_Exercise objective_.
Which lines in the records below contain the word "counts"? Copy each one out.

____ Dataset records

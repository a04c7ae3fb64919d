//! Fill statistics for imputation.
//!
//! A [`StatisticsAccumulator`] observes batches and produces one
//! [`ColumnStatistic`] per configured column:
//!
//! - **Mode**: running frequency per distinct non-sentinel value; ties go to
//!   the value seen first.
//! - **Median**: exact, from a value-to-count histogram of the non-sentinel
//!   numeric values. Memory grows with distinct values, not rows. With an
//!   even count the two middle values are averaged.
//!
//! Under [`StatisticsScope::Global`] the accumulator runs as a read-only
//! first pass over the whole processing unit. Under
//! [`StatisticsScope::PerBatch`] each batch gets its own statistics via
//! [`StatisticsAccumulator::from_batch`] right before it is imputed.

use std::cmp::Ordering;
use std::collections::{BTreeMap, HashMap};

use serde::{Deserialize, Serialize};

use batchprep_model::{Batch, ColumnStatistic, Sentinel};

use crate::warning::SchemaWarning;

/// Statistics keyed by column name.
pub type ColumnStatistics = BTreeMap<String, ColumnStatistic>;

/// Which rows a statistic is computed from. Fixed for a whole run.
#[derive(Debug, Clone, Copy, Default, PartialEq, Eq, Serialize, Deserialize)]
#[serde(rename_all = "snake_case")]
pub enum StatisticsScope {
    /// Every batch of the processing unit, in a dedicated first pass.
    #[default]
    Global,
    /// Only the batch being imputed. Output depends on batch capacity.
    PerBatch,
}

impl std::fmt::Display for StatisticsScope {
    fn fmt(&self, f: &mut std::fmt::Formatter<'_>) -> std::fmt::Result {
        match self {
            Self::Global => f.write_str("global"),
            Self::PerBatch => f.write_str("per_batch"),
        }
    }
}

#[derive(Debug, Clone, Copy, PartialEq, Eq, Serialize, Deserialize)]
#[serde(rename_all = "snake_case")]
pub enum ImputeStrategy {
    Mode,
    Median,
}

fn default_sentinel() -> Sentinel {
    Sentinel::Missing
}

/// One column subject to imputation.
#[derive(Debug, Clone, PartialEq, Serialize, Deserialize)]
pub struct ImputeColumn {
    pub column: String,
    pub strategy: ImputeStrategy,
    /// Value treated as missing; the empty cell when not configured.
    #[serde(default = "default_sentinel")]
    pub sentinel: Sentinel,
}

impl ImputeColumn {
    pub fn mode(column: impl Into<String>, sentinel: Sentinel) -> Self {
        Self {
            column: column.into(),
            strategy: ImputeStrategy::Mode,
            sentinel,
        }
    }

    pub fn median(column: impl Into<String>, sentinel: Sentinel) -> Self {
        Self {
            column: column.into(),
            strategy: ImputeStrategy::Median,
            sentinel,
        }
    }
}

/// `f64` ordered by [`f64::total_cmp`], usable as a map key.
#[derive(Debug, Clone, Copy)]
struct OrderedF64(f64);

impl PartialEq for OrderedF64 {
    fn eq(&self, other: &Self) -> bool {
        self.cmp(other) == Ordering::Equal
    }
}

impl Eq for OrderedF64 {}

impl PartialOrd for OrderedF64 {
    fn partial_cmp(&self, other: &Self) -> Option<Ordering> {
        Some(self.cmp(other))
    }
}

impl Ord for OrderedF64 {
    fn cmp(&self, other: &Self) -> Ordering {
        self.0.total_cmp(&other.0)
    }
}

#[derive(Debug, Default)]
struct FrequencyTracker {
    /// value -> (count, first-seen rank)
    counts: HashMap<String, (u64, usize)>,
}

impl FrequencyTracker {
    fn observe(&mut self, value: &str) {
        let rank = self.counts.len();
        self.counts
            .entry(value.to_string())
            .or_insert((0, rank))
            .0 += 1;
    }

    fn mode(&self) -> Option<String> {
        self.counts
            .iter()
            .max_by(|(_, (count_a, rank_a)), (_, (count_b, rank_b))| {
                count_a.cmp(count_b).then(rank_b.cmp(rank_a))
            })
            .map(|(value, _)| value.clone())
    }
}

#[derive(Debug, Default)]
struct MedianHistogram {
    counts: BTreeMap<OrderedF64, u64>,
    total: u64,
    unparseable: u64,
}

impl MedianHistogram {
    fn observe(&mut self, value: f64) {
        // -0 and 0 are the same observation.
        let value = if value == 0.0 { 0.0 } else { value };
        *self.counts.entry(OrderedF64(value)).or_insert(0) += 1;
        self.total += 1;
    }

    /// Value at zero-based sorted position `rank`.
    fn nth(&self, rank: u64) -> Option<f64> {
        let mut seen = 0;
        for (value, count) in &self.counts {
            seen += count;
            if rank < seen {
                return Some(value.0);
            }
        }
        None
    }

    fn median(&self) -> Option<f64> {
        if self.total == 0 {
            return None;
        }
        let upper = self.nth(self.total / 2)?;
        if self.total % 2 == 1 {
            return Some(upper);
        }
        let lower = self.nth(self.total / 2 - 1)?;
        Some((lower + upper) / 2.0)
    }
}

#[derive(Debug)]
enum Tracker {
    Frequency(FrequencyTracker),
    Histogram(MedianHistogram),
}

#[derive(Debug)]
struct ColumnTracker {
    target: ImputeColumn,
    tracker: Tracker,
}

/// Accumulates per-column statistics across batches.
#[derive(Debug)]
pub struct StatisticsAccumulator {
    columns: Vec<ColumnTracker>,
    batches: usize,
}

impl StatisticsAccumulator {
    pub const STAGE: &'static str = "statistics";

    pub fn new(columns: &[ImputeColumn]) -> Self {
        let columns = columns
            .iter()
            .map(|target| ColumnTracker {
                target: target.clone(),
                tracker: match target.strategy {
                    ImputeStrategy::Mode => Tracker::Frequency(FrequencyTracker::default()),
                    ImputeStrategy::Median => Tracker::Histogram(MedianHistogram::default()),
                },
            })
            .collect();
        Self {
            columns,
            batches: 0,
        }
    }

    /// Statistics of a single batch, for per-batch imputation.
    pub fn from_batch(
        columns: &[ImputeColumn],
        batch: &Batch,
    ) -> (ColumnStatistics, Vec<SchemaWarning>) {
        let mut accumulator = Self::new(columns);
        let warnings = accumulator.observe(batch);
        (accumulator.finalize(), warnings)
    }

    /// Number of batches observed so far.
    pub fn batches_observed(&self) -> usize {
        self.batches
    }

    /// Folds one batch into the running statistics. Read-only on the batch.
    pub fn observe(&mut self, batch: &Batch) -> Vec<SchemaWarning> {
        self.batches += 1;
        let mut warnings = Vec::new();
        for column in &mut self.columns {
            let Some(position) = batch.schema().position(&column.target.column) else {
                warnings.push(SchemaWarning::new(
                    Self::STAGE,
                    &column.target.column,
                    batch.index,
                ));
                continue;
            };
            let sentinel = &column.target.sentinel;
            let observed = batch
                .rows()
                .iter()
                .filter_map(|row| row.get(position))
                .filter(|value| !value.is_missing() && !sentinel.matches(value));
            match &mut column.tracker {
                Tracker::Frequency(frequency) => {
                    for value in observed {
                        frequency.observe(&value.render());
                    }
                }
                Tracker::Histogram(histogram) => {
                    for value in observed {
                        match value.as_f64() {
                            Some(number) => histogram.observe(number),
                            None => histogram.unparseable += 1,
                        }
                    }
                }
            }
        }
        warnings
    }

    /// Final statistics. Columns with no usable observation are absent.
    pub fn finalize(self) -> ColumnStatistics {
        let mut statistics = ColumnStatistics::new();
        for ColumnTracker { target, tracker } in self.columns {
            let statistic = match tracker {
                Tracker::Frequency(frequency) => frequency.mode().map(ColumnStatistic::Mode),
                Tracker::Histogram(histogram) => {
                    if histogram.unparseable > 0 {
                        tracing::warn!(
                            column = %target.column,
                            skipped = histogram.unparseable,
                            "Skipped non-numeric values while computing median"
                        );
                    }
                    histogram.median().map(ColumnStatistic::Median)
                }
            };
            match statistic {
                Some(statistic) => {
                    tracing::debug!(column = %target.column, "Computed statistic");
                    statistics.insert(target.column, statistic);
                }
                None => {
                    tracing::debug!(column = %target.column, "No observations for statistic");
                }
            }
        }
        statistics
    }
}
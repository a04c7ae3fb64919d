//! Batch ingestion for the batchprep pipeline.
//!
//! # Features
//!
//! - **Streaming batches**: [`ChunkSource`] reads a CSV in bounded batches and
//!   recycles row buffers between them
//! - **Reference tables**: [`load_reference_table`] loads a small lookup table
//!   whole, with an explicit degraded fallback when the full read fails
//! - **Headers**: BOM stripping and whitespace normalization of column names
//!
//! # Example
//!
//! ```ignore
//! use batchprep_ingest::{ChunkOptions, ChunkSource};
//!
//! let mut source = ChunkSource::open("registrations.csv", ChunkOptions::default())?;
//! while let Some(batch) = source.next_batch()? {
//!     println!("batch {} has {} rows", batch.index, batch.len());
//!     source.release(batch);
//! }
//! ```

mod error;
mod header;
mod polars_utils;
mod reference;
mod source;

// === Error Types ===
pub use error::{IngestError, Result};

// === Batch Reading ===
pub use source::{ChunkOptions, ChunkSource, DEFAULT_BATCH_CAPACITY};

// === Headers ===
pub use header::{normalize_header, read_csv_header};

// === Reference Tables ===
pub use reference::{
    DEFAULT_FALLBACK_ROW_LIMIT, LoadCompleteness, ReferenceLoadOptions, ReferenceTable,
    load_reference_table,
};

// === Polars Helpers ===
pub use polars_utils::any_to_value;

________

_Worked solution_.
    counts: HashMap<String, (u64, usize)>,
        let rank = self.counts.len();
        self.counts
        self.counts
    counts: BTreeMap<OrderedF64, u64>,
        *self.counts.entry(OrderedF64(value)).or_insert(0) += 1;
        for (value, count) in &self.counts {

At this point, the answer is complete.